[Stored data]
• • •

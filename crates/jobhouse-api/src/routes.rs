//! API routes.

use axum::extract::DefaultBodyLimit;
use axum::middleware;
use axum::routing::{delete, get, patch, post};
use axum::Router;
use metrics_exporter_prometheus::PrometheusHandle;
use tower_http::limit::RequestBodyLimitLayer;

use crate::handlers::{
    applications_by_category, create_application, create_job, delete_job, get_job, health,
    increment_applicants, issue_token, jobs_by_category, jobs_by_title, list_applications,
    list_jobs, list_jobs_by_email, list_reviews, logout, ready, replace_job, root,
};
use crate::metrics::metrics_middleware;
use crate::middleware::{
    cors_layer, redact_internal_errors, request_id, request_logging, security_headers,
};
use crate::state::AppState;

/// Create the API router.
pub fn create_router(state: AppState, metrics_handle: Option<PrometheusHandle>) -> Router {
    let auth_routes = Router::new()
        .route("/jwt", post(issue_token))
        .route("/logout", post(logout));

    let job_routes = Router::new()
        .route("/jobs", get(list_jobs).post(create_job))
        .route("/jobsByEmail", get(list_jobs_by_email))
        .route("/jobsByEmail/:id", delete(delete_job))
        .route("/jobsById/:id", get(get_job).put(replace_job))
        .route("/jobApplicant/:id", patch(increment_applicants))
        .route("/jobByCategory/:category", get(jobs_by_category))
        .route("/jobByTitle/:job_title", get(jobs_by_title));

    let application_routes = Router::new()
        .route("/jobApplies", post(create_application))
        .route("/jobAppliesByEmail", get(list_applications))
        .route("/jobAppliesByEmail/:category", get(applications_by_category));

    let review_routes = Router::new().route("/customerReviews", get(list_reviews));

    let health_routes = Router::new()
        .route("/", get(root))
        .route("/health", get(health))
        .route("/healthz", get(health))
        .route("/ready", get(ready));

    // Metrics endpoint (if enabled)
    let metrics_routes = if let Some(handle) = metrics_handle {
        Router::new().route("/metrics", get(move || async move { handle.render() }))
    } else {
        Router::new()
    };

    let cors = cors_layer(&state.config.cors_origin);

    let mut router = Router::new()
        .merge(auth_routes)
        .merge(job_routes)
        .merge(application_routes)
        .merge(review_routes)
        .merge(health_routes)
        .merge(metrics_routes);

    if state.config.is_production() {
        router = router.layer(middleware::from_fn(redact_internal_errors));
    }

    router
        .layer(DefaultBodyLimit::disable())
        .layer(RequestBodyLimitLayer::new(state.config.max_body_size))
        .layer(middleware::from_fn(metrics_middleware))
        .layer(middleware::from_fn(security_headers))
        .layer(middleware::from_fn(request_logging))
        .layer(middleware::from_fn(request_id))
        .layer(cors)
        .with_state(state)
}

• • •

# [Your goal]
Could you filter the entries above for lines holding the string "RequestBodyLimitLayer" and copy them?

# [Solution to the problem]
use tower_http::limit::RequestBodyLimitLayer;
        .layer(RequestBodyLimitLayer::new(state.config.max_body_size))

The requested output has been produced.